Scott D. Augustine, M.D, received his bachelor of elected studies degree (1975) from the College of Liberal Arts and doctor of medicine degree (1979) from the Medical School at the University of Minnesota. An avid entrepreneur, he is the founder of two groundbreaking medical device companies, Augustine Medical, Inc. (1987) and Augustine Biomedical + Design (2003). After graduating from the University of Minnesota Medical School as a trained anesthesiologist, he joined the Navy, serving in residency at the Naval Regional Medical Center in San Diego. Fellowships at Stanford, the University of California-San Diego, and the Mayo Clinic followed. He also practiced medicine in San Diego and Kansas City. He holds 119 patents for inventions including the inflatable thermal blanket that maintains body temperature during surgery, wound and tissue treatment devices, nasal tube, needle penetration, and tracheal intubation guides. He is best known for his invention of the Bair Hugger Total Temperature Management System, a method of preventing hypothermia during surgical operations. In addition to his groundbreaking medical inventions, he has also dedicated his life to changing the lives of others through philanthropy.

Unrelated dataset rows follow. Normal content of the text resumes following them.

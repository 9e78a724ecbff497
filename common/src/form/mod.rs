//! Form controller: the schema-driven render state and the submit flow.
//!
//! Responsibilities
//! - Rebuild the field set from the registry whenever a formula is selected.
//! - Track the live value of every rendered field.
//! - Validate and package a `CalculationRequest` on submit.
//! - Apply the settled exchange to the result panel.
//!
//! The controller is DOM-free. The frontend mirrors `fields()` and `result()`
//! into the page and calls `prepare_submission` / `apply_response` around its
//! own network call, since component state cannot be held across the await.
//! `submit` runs the same linear flow in one call.

mod panel;

use crate::client::CalculationClient;
use crate::error::CalculatorError;
use crate::model::field::FieldDescriptor;
use crate::model::formula::FormulaSchema;
use crate::registry::FormulaRegistry;
use crate::requests::{CalculationRequest, InputValues};
use crate::responses::CalculationResponse;

pub use panel::ResultPanel;

/// An input currently on the page, bound to its descriptor.
#[derive(Debug, Clone, PartialEq, Eq)]
pub struct RenderedField {
    pub descriptor: &'static FieldDescriptor,
    pub value: String,
}

impl RenderedField {
    fn empty(descriptor: &'static FieldDescriptor) -> Self {
        Self {
            descriptor,
            value: String::new(),
        }
    }

    pub fn id(&self) -> &'static str {
        self.descriptor.id
    }
}

#[derive(Debug, Clone)]
pub struct FormController {
    registry: &'static FormulaRegistry,
    selected: Option<&'static FormulaSchema>,
    fields: Vec<RenderedField>,
    /// Bumped on every selection so views can key the field set and rebuild
    /// it from scratch instead of diffing.
    generation: u64,
    result: ResultPanel,
}

impl Default for FormController {
    fn default() -> Self {
        Self::new(FormulaRegistry::builtin())
    }
}

impl FormController {
    pub fn new(registry: &'static FormulaRegistry) -> Self {
        Self {
            registry,
            selected: None,
            fields: Vec::new(),
            generation: 0,
            result: ResultPanel::Hidden,
        }
    }

    pub fn registry(&self) -> &'static FormulaRegistry {
        self.registry
    }

    /// Discards every rendered field and value, renders the schema of
    /// `formula_id` in order, and hides the result panel.
    ///
    /// An empty or unknown id leaves no formula selected and no fields.
    pub fn select(&mut self, formula_id: &str) {
        self.selected = self.registry.lookup(formula_id);
        self.fields = self
            .selected
            .map(|schema| schema.fields.iter().map(RenderedField::empty).collect())
            .unwrap_or_default();
        self.generation = self.generation.wrapping_add(1);
        self.result = ResultPanel::Hidden;
    }

    pub fn selected(&self) -> Option<&'static FormulaSchema> {
        self.selected
    }

    pub fn fields(&self) -> &[RenderedField] {
        &self.fields
    }

    pub fn generation(&self) -> u64 {
        self.generation
    }

    pub fn result(&self) -> &ResultPanel {
        &self.result
    }

    pub fn value(&self, field_id: &str) -> Option<&str> {
        self.fields
            .iter()
            .find(|field| field.id() == field_id)
            .map(|field| field.value.as_str())
    }

    /// Records what the user typed. Returns `false` if no rendered field has
    /// that id (e.g. an input event from a field set that was just replaced).
    pub fn set_value(&mut self, field_id: &str, value: impl Into<String>) -> bool {
        match self.fields.iter_mut().find(|field| field.id() == field_id) {
            Some(field) => {
                field.value = value.into();
                true
            }
            None => false,
        }
    }

    /// Validates the live values and packages the request.
    ///
    /// Fails without side effects when no formula is selected or any field is
    /// empty. Values are copied as raw strings.
    pub fn prepare_submission(&self) -> Result<CalculationRequest, CalculatorError> {
        let schema = self.selected.ok_or(CalculatorError::NoFormulaSelected)?;

        let mut inputs = InputValues::new();
        let mut missing = Vec::new();
        for descriptor in schema.fields {
            let value = self.value(descriptor.id).unwrap_or_default();
            if value.is_empty() {
                missing.push(descriptor.id.to_string());
            }
            inputs.insert(descriptor.id.to_string(), value.to_string());
        }

        if !missing.is_empty() {
            return Err(CalculatorError::IncompleteInputs { missing });
        }
        Ok(CalculationRequest::new(schema.id, inputs))
    }

    /// Applies a settled exchange.
    ///
    /// Only a `Success` body touches the result panel. Transport failures and
    /// `error` payloads are returned for the caller to show and leave the panel
    /// as it was.
    pub fn apply_response(
        &mut self,
        outcome: Result<CalculationResponse, CalculatorError>,
    ) -> Result<(), CalculatorError> {
        match outcome? {
            CalculationResponse::Success { result, unit } => {
                self.result = ResultPanel::Visible {
                    value: result.to_string(),
                    unit,
                };
                Ok(())
            }
            CalculationResponse::Failure { error } => Err(CalculatorError::Domain(error)),
        }
    }

    /// Runs one full submit: validate, exchange once, apply.
    pub async fn submit<C>(&mut self, client: &C) -> Result<(), CalculatorError>
    where
        C: CalculationClient,
    {
        let request = self.prepare_submission()?;
        let outcome = client.calculate(&request).await;
        self.apply_response(outcome)
    }
}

He is the founder of the Peace House Foundation/Peace House Africa, a non-profit organization based in Minnesota working to help children who have been affected by the AIDS pandemic in East Africa and the founder of the Augustine Family Foundation, which has contributed $5 million to Peace House Africa since 2004. He was selected as Minnesota Entrepreneur of the Year in 1992 and was an Ernst and Young Entrepreneur of the Year finalist in 2002. He is a loyal alumnus of the University of Minnesota, serving as an assistant professor in the Department of Anesthesiology and a member of the board of directors at the Minnesota Medical Foundation. He has contributed $1,000,000 each to the Scott D. and Susan D. Augustine Biomedical Engineering Research Fellowship for students of the University of Minnesota, and the construction of the TCF Bank Stadium.

Biographies are as-of time of award presentation.